Sir: I am persuaded by intelligence from different quarters, that the enemy are determined to endeavour by a speedy and vigorous effort to carry Fort Mifflin, and for this purpose are preparing a considerable force. Their attempt will probably be sudden and violent, as they are hardly in a situation to delay a matter so essential to them as that of removing the River obstructions. It is of infinite importance to disappoint their intentions in this instance, as their keeping or evacuating Philadelphia materially depends upon their having the communication with their shipping immediately open, and it is not unlikely they may dispair of effecting it, if they should fail in the push, I imagine they are now about to make. Col. Smith’s present force is not as great as could be wished and requires to be augmented, to put him in a condition to make an effectual opposition. I would therefore have you to detach immediately as large a part of your force as you possibly can in aid of his garrison. I cannot well determine what proportion: This must be regulated by circumstances and appearances but my present idea is that the principal part should go to his assistance. To enable you the better to spare a respectable reinforcement, I have directed General Newcomb to send his brigade of militia to Red-bank, or as many of them as he can prevail upon to go.1 Colonel Angell will also march early to-morrow morning to join you, with his regiment. The Garrisons and fleet may be informed of these succours by way of keeping up their spirits.
I would not have you trust to the houses in the neighborhood of your post, as these in case of an investiture will fail you; which makes it prudent to have a sufficient number of huts before hand prepared within the fort.
I hope, and doubt not, you will keep fully in mind the prodigious importance of not suffering the enemy to get entire possession of the Delaware, and will spare no pains, nor activity to frustrate their efforts for that purpose.

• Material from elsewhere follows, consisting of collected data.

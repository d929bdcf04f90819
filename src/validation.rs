//! Operator-facing configuration validation.
//!
//! Every problem is reported as a message naming the provider and the field
//! involved, so a broken configuration can be diagnosed without a stack
//! trace. Shape inference for unknown provider types is a heuristic.

use crate::config::{
    DEFAULT_CACHE_ENABLED, DEFAULT_CACHE_TTL_SECS, DEFAULT_MAX_RETRIES, DEFAULT_TIMEOUT_SECS,
    Settings,
};
use crate::error::{IntegratorError, Result};
use serde_json::{Value, json};

/// Required fields for well-known provider types.
const PROVIDER_REQUIREMENTS: &[(&str, &[&str])] = &[
    ("openai", &["api_key"]),
    ("anthropic", &["api_key"]),
    ("google", &["api_key"]),
    ("local", &["model_path"]),
    ("ollama", &["model_path"]),
    ("llama_cpp", &["model_path"]),
];

/// Marker fields that make an unknown provider look local.
const LOCAL_MARKERS: &[&str] = &["model_path", "weights_path"];

/// Accepted but not enforced by any provider.
const UNENFORCED_FIELDS: &[&str] = &["cache_enabled", "cache_ttl", "timeout", "max_retries"];

/// Required fields for a provider type, or `None` when the type is unknown.
pub fn required_fields(provider_type: &str) -> Option<&'static [&'static str]> {
    PROVIDER_REQUIREMENTS
        .iter()
        .find(|(name, _)| *name == provider_type)
        .map(|(_, fields)| *fields)
}

/// Whether warnings fail validation.
#[derive(Debug, Clone, Copy, Default, PartialEq, Eq)]
pub enum ValidationMode {
    /// Warnings are reported but the config is accepted.
    #[default]
    Lenient,
    /// Any warning is treated as an error.
    Strict,
}

/// Outcome of [`validate_config`].
///
/// `settings` is present iff `valid` is true.
#[derive(Debug, Clone, PartialEq)]
pub struct ValidationReport {
    pub valid: bool,
    pub errors: Vec<String>,
    pub warnings: Vec<String>,
    pub settings: Option<Settings>,
}

impl ValidationReport {
    fn rejected(errors: Vec<String>, warnings: Vec<String>) -> Self {
        Self {
            valid: false,
            errors,
            warnings,
            settings: None,
        }
    }

    /// Turn the report into settings, failing on errors and, in
    /// [`ValidationMode::Strict`], on warnings too.
    pub fn into_settings(self, mode: ValidationMode) -> Result<Settings> {
        if !self.valid {
            return Err(IntegratorError::ConfigInvalid(self.errors.join("; ")));
        }
        if mode == ValidationMode::Strict && !self.warnings.is_empty() {
            return Err(IntegratorError::ConfigInvalid(self.warnings.join("; ")));
        }
        self.settings.ok_or_else(|| {
            IntegratorError::ConfigInvalid("validation produced no settings".to_string())
        })
    }
}

/// Validate one provider configuration.
///
/// The provider type is `provider_type` when given, otherwise the
/// lower-cased `name`. Returns one message per problem; empty means valid.
pub fn validate_provider_config(
    name: &str,
    config: &Value,
    provider_type: Option<&str>,
) -> Vec<String> {
    let Some(config) = config.as_object() else {
        return vec![format!(
            "provider '{}': expected object, got {}",
            name,
            json_type_name(config)
        )];
    };

    let ptype = provider_type
        .map(str::to_string)
        .unwrap_or_else(|| name.to_lowercase());

    let required: &[&str] = match required_fields(&ptype) {
        Some(fields) => fields,
        None if LOCAL_MARKERS.iter().any(|m| config.contains_key(*m)) => {
            if config.contains_key("model_path") {
                &[]
            } else {
                &["model_path"]
            }
        }
        None => &["api_key"],
    };

    let mut errors = Vec::new();
    for field in required {
        match config.get(*field) {
            None => errors.push(format!(
                "provider '{}' missing required field: '{}'",
                name, field
            )),
            Some(value) if is_empty_value(value) => errors.push(format!(
                "provider '{}' has empty value for required field: '{}'",
                name, field
            )),
            Some(_) => {}
        }
    }
    errors
}

/// Validate a raw configuration document.
///
/// Field problems become errors; unenforced fields set to non-default values
/// become warnings. When there are no errors the typed [`Settings`] are built
/// and attached to the report.
pub fn validate_config(config: &Value) -> ValidationReport {
    let mut errors = Vec::new();
    let mut warnings = Vec::new();

    let Some(root) = config.as_object() else {
        errors.push(format!(
            "configuration must be an object, got {}",
            json_type_name(config)
        ));
        return ValidationReport::rejected(errors, warnings);
    };

    let empty = serde_json::Map::new();
    let providers = match root.get("providers") {
        None => &empty,
        Some(Value::Object(map)) => map,
        Some(other) => {
            errors.push(format!(
                "'providers' must be an object, got {}",
                json_type_name(other)
            ));
            return ValidationReport::rejected(errors, warnings);
        }
    };

    for (name, provider_config) in providers {
        errors.extend(validate_provider_config(name, provider_config, None));
    }

    if let Some(default) = root.get("default_provider").and_then(Value::as_str) {
        if !default.is_empty() && !providers.contains_key(default) {
            let available: Vec<&str> = providers.keys().map(String::as_str).collect();
            errors.push(format!(
                "default_provider '{}' not found in providers. Available: {:?}",
                default, available
            ));
        }
    }

    for field in UNENFORCED_FIELDS {
        if let Some(value) = root.get(*field) {
            if !matches_default(field, value) {
                warnings.push(format!(
                    "'{}' is configured but not yet enforced by providers. Value will be ignored.",
                    field
                ));
            }
        }
    }

    if !errors.is_empty() {
        tracing::debug!(errors = errors.len(), "Configuration rejected");
        return ValidationReport::rejected(errors, warnings);
    }

    match Settings::from_value(config.clone()) {
        Ok(settings) => {
            tracing::debug!(
                providers = settings.providers.len(),
                warnings = warnings.len(),
                "Configuration accepted"
            );
            ValidationReport {
                valid: true,
                errors,
                warnings,
                settings: Some(settings),
            }
        }
        Err(e) => {
            errors.push(match e {
                IntegratorError::ConfigInvalid(msg) => msg,
                other => other.to_string(),
            });
            ValidationReport::rejected(errors, warnings)
        }
    }
}

/// Validate and return settings, or fail with every error `"; "`-joined.
pub fn validate_config_strict(config: &Value) -> Result<Settings> {
    validate_config(config).into_settings(ValidationMode::Lenient)
}

fn default_for(field: &str) -> Value {
    match field {
        "cache_enabled" => json!(DEFAULT_CACHE_ENABLED),
        "cache_ttl" => json!(DEFAULT_CACHE_TTL_SECS),
        "timeout" => json!(DEFAULT_TIMEOUT_SECS),
        "max_retries" => json!(DEFAULT_MAX_RETRIES),
        _ => Value::Null,
    }
}

/// Compares numbers by value so `30.0` matches a default of `30`.
fn matches_default(field: &str, value: &Value) -> bool {
    let default = default_for(field);
    match (value.as_f64(), default.as_f64()) {
        (Some(a), Some(b)) => a == b,
        _ => *value == default,
    }
}

/// Null, `false`, zero, and empty strings, arrays, or objects count as empty.
fn is_empty_value(value: &Value) -> bool {
    match value {
        Value::Null => true,
        Value::Bool(b) => !b,
        Value::Number(n) => n.as_f64() == Some(0.0),
        Value::String(s) => s.is_empty(),
        Value::Array(a) => a.is_empty(),
        Value::Object(o) => o.is_empty(),
    }
}

fn json_type_name(value: &Value) -> &'static str {
    match value {
        Value::Null => "null",
        Value::Bool(_) => "boolean",
        Value::Number(_) => "number",
        Value::String(_) => "string",
        Value::Array(_) => "array",
        Value::Object(_) => "object",
    }
}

Be watchful on every quarter, and industrious in stopping every avenue by which you are assailable. Be cautious not to pay too much attention to anyone part of your works, and neglect the others; but take every precaution to strengthen the whole; for otherwise the greatest danger may be where you least expect it. I am etc.
Fitzpatrick, Writings description begins John C. Fitzpatrick, ed. The Writings of George Washington from the Original Manuscript Sources, 1745–1799. 39 vols. Washington, D.C., 1931–44. description ends , 9:375–76; Df, written as being from Alexander Hamilton, DLC:GW; Varick transcript, , written as being from Hamilton DLC:GW.

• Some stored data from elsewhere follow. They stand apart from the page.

//! Concurrent fan-out: isolation, completeness, and concurrency.

use std::collections::HashMap;
use std::sync::Arc;
use std::time::{Duration, Instant};
use uni_integrator::api::{ImageOptions, TextOptions};
use uni_integrator::error::IntegratorError;
use uni_integrator::mock::MockImageProvider;
use uni_integrator::orchestrator::Orchestrator;
mod common;
use common::{ConcurrencyProbe, mixed_orchestrator};

fn text_entries(entries: &[(&str, Option<&str>)]) -> HashMap<String, TextOptions> {
    entries
        .iter()
        .map(|(name, model)| {
            let options = TextOptions {
                model: model.map(str::to_string),
                ..TextOptions::default()
            };
            (name.to_string(), options)
        })
        .collect()
}

#[tokio::test]
async fn test_text_fan_out_isolates_failures() {
    let orchestrator = mixed_orchestrator().await;

    let results = orchestrator
        .generate_text_fan_out(
            "Explain AI",
            text_entries(&[("ok", Some("mock-small")), ("bad", Some("mock-small"))]),
        )
        .await;

    assert_eq!(results.len(), 2);
    let ok = results["ok"].as_ref().unwrap();
    assert_eq!(ok.text, "Mock response to: 'Explain AI...'");
    assert!(ok.provenance().is_some());
    assert!(matches!(
        results["bad"],
        Err(IntegratorError::GenerationFailed(_))
    ));
}

#[tokio::test]
async fn test_text_fan_out_captures_pre_dispatch_errors() {
    let orchestrator = mixed_orchestrator().await;

    let results = orchestrator
        .generate_text_fan_out(
            "Explain AI",
            text_entries(&[
                ("ok", Some("mock-medium")),
                ("ghost", Some("mock-small")),
                ("bad", None),
            ]),
        )
        .await;

    let keys: Vec<&str> = {
        let mut keys: Vec<&str> = results.keys().map(String::as_str).collect();
        keys.sort();
        keys
    };
    assert_eq!(keys, vec!["bad", "ghost", "ok"]);
    assert!(results["ok"].is_ok());

    let ghost = results["ghost"].as_ref().unwrap_err();
    assert!(matches!(ghost, IntegratorError::NotFound(_)));
    assert_eq!(ghost.to_string(), "text provider 'ghost' not found");

    let bad = results["bad"].as_ref().unwrap_err();
    assert!(bad.is_pre_dispatch());
    assert!(bad.to_string().contains("model not specified for provider 'bad'"));
}

#[tokio::test]
async fn test_text_fan_out_unknown_model_is_per_entry() {
    let orchestrator = mixed_orchestrator().await;

    let results = orchestrator
        .generate_text_fan_out(
            "Explain AI",
            text_entries(&[("ok", Some("gpt-4")), ("bad", Some("mock-small"))]),
        )
        .await;

    assert!(matches!(
        &results["ok"],
        Err(IntegratorError::ModelNotFound { model, provider }) if model == "gpt-4" && provider == "ok"
    ));
    assert!(results["bad"].is_err());
}

#[tokio::test]
async fn test_empty_fan_out_returns_empty_map() {
    let orchestrator = Orchestrator::new();
    let results = orchestrator
        .generate_text_fan_out("Explain AI", HashMap::new())
        .await;
    assert!(results.is_empty());
}

#[tokio::test]
async fn test_fan_out_entries_run_concurrently() {
    let (probes, peak) = ConcurrencyProbe::shared(4, 100);
    let orchestrator = Orchestrator::new();
    let mut entries = HashMap::new();
    for (i, probe) in probes.into_iter().enumerate() {
        let name = format!("probe-{i}");
        orchestrator.add_provider(name.clone(), Arc::new(probe)).await;
        entries.insert(name, TextOptions::with_model("probe-1"));
    }

    let start = Instant::now();
    let results = orchestrator.generate_text_fan_out("ping", entries).await;
    let elapsed = start.elapsed();

    assert_eq!(results.len(), 4);
    assert!(results.values().all(|r| r.is_ok()));
    assert_eq!(peak.load(std::sync::atomic::Ordering::SeqCst), 4);
    // Sequential execution would take at least 400ms.
    assert!(elapsed < Duration::from_millis(350), "fan-out took {elapsed:?}");
}

#[tokio::test]
async fn test_image_fan_out_batch_limits_per_provider() {
    let orchestrator = Orchestrator::new();
    orchestrator
        .add_image_provider("mock", Arc::new(MockImageProvider::new()))
        .await;
    orchestrator
        .add_image_provider("big", Arc::new(MockImageProvider::new().with_max_images(8)))
        .await;

    let mut entries = HashMap::new();
    entries.insert(
        "mock".to_string(),
        ImageOptions {
            num_images: 5,
            ..ImageOptions::default()
        },
    );
    entries.insert(
        "big".to_string(),
        ImageOptions {
            num_images: 5,
            ..ImageOptions::default()
        },
    );

    let results = orchestrator
        .generate_image_fan_out("A lighthouse at dusk", entries)
        .await;

    match &results["mock"] {
        Err(IntegratorError::ValidationFailed { violations, .. }) => {
            assert_eq!(violations, &vec!["num_images (5) exceeds maximum (4)".to_string()]);
        }
        other => panic!("Expected ValidationFailed, got: {:?}", other.as_ref().map(|r| r.image_count())),
    }
    assert_eq!(results["big"].as_ref().unwrap().image_count(), 5);
}

#[tokio::test]
async fn test_image_fan_out_isolates_backend_failures() {
    let orchestrator = mixed_orchestrator().await;

    let mut entries = HashMap::new();
    entries.insert("ok".to_string(), ImageOptions::default());
    entries.insert("bad".to_string(), ImageOptions::default());
    entries.insert("missing".to_string(), ImageOptions::default());

    let results = orchestrator.generate_image_fan_out("A cat", entries).await;
    assert_eq!(results.len(), 3);
    assert_eq!(results["ok"].as_ref().unwrap().image_count(), 1);
    assert!(matches!(results["bad"], Err(IntegratorError::GenerationFailed(_))));
    assert!(matches!(results["missing"], Err(IntegratorError::NotFound(_))));
}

Fitzpatrick says that his transcription was made “from the text in the collection of Frederick S. Peck, of Providence, R.I.,” and that the manuscript is “in the writing of Richard Kidder Meade.” A note at the end of that text reads: “N.B. The above letter was written by His Excellency’s orders; but as he went to bed before it was finished it will be handed you without his signature” (ibid., 376). The draft, which is also in Meade’s writing, is written in the third person, and the initials “A.H. A.D.C.” appear after the closing as if GW’s aide-de-camp Alexander Hamilton wrote and signed this letter at GW’s command (see Syrett, Hamilton Papers description begins Harold C. Syrett et al., eds. The Papers of Alexander Hamilton. 27 vols. New York, 1961–87. description ends , 1:340–42). Neither the draft nor the Varick transcript, which was copied from the draft, includes the note at the end of Fitzpatrick’s text.

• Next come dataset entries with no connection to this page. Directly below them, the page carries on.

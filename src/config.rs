//! Typed configuration for the integrator.
//!
//! The core never reads files or environment variables. A caller loads a
//! plain JSON-like structure however it likes, checks it with
//! [`validate_config`](crate::validation::validate_config), and receives
//! [`Settings`] back.

use crate::error::{IntegratorError, Result};
use crate::provenance::hash_value;
use serde::{Deserialize, Serialize};
use serde_json::Value;
use std::collections::BTreeMap;

pub const DEFAULT_CACHE_ENABLED: bool = false;
pub const DEFAULT_CACHE_TTL_SECS: u64 = 3600;
pub const DEFAULT_TIMEOUT_SECS: u64 = 30;
pub const DEFAULT_MAX_RETRIES: u32 = 3;

/// Configuration of a single provider.
///
/// Network providers need `api_key`; local providers need `model_path`
/// instead. Fields not listed here are kept verbatim in `extra`.
#[derive(Debug, Clone, Default, PartialEq, Serialize, Deserialize)]
pub struct ProviderConfig {
    #[serde(default)]
    pub api_key: String,
    #[serde(default, skip_serializing_if = "Option::is_none")]
    pub default_model: Option<String>,
    #[serde(default, skip_serializing_if = "Option::is_none")]
    pub base_url: Option<String>,
    /// Path to model weights for local/offline providers.
    #[serde(default, skip_serializing_if = "Option::is_none")]
    pub model_path: Option<String>,
    /// Compute device for local providers (`"cpu"`, `"cuda"`, `"mps"`).
    #[serde(default, skip_serializing_if = "Option::is_none")]
    pub device: Option<String>,
    #[serde(default)]
    pub parameters: serde_json::Map<String, Value>,
    #[serde(flatten)]
    pub extra: serde_json::Map<String, Value>,
}

impl ProviderConfig {
    /// `true` when the config describes a local provider (has a model path).
    pub fn is_local(&self) -> bool {
        self.model_path.as_deref().is_some_and(|p| !p.is_empty())
    }

    /// Canonical hash of this configuration with the credential blanked out,
    /// suitable for a provenance envelope's `provider_config_hash`.
    pub fn config_hash(&self) -> Result<String> {
        let redacted = Self {
            api_key: String::new(),
            ..self.clone()
        };
        hash_value(&redacted)
    }
}

/// Top-level settings.
///
/// `cache_enabled`, `cache_ttl`, `timeout`, and `max_retries` are accepted
/// but not enforced by any provider yet; the validator warns when they are
/// set to non-default values.
#[derive(Debug, Clone, PartialEq, Serialize, Deserialize)]
pub struct Settings {
    #[serde(default)]
    pub providers: BTreeMap<String, ProviderConfig>,
    #[serde(default, skip_serializing_if = "Option::is_none")]
    pub default_provider: Option<String>,
    #[serde(default = "default_cache_enabled")]
    pub cache_enabled: bool,
    #[serde(default = "default_cache_ttl")]
    pub cache_ttl: u64,
    #[serde(default = "default_timeout")]
    pub timeout: u64,
    #[serde(default = "default_max_retries")]
    pub max_retries: u32,
}

fn default_cache_enabled() -> bool {
    DEFAULT_CACHE_ENABLED
}

fn default_cache_ttl() -> u64 {
    DEFAULT_CACHE_TTL_SECS
}

fn default_timeout() -> u64 {
    DEFAULT_TIMEOUT_SECS
}

fn default_max_retries() -> u32 {
    DEFAULT_MAX_RETRIES
}

impl Default for Settings {
    fn default() -> Self {
        Self {
            providers: BTreeMap::new(),
            default_provider: None,
            cache_enabled: DEFAULT_CACHE_ENABLED,
            cache_ttl: DEFAULT_CACHE_TTL_SECS,
            timeout: DEFAULT_TIMEOUT_SECS,
            max_retries: DEFAULT_MAX_RETRIES,
        }
    }
}

impl Settings {
    /// Build settings from a JSON value without field-level validation.
    /// Prefer [`validate_config`](crate::validation::validate_config) for
    /// operator-facing diagnostics.
    pub fn from_value(value: Value) -> Result<Self> {
        serde_json::from_value(value)
            .map_err(|e| IntegratorError::ConfigInvalid(format!("Failed to build Settings: {}", e)))
    }

    pub fn from_json_str(s: &str) -> Result<Self> {
        serde_json::from_str(s)
            .map_err(|e| IntegratorError::ConfigInvalid(format!("Invalid settings JSON: {}", e)))
    }

    /// Names of the configured providers, sorted.
    pub fn provider_names(&self) -> Vec<&str> {
        self.providers.keys().map(String::as_str).collect()
    }
}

1. GW’s aide-de-camp Tench Tilghman wrote Brig. Gen. Silas Newcomb at 10:00 P.M. on this date: “Colonel Green who is at present at Red Bank has orders to send the greatest part of his Force to Fort Mifflin, as it is expected, from accounts received this day that the Enemy have an intention of making a sudden attack upon that post. His Excellency [GW] therefore desires that you would immediately upon the Rect of this march with all the militia under your command to Red Bank and remain in the fort as long as Colo. Greens Men are at Fort Mifflin. That you may not have occasion to be absent Night or day the General desires that your Men may make up Huts and lay within the fort, the Officers to be particularly careful to be there of Nights lest the Enemy should cross at Night and carry the place by surprise. Wherever the Banks of the River are accessible good guard should be kept. Colo. Angell will march from hence tomorrow morning with another Regiment of Continental Troops to reinforce you, and his Excellency therefore expects if the Enemy should approach that you will not give the place up but endeavour to hold it to the last extremity” (DLC:GW).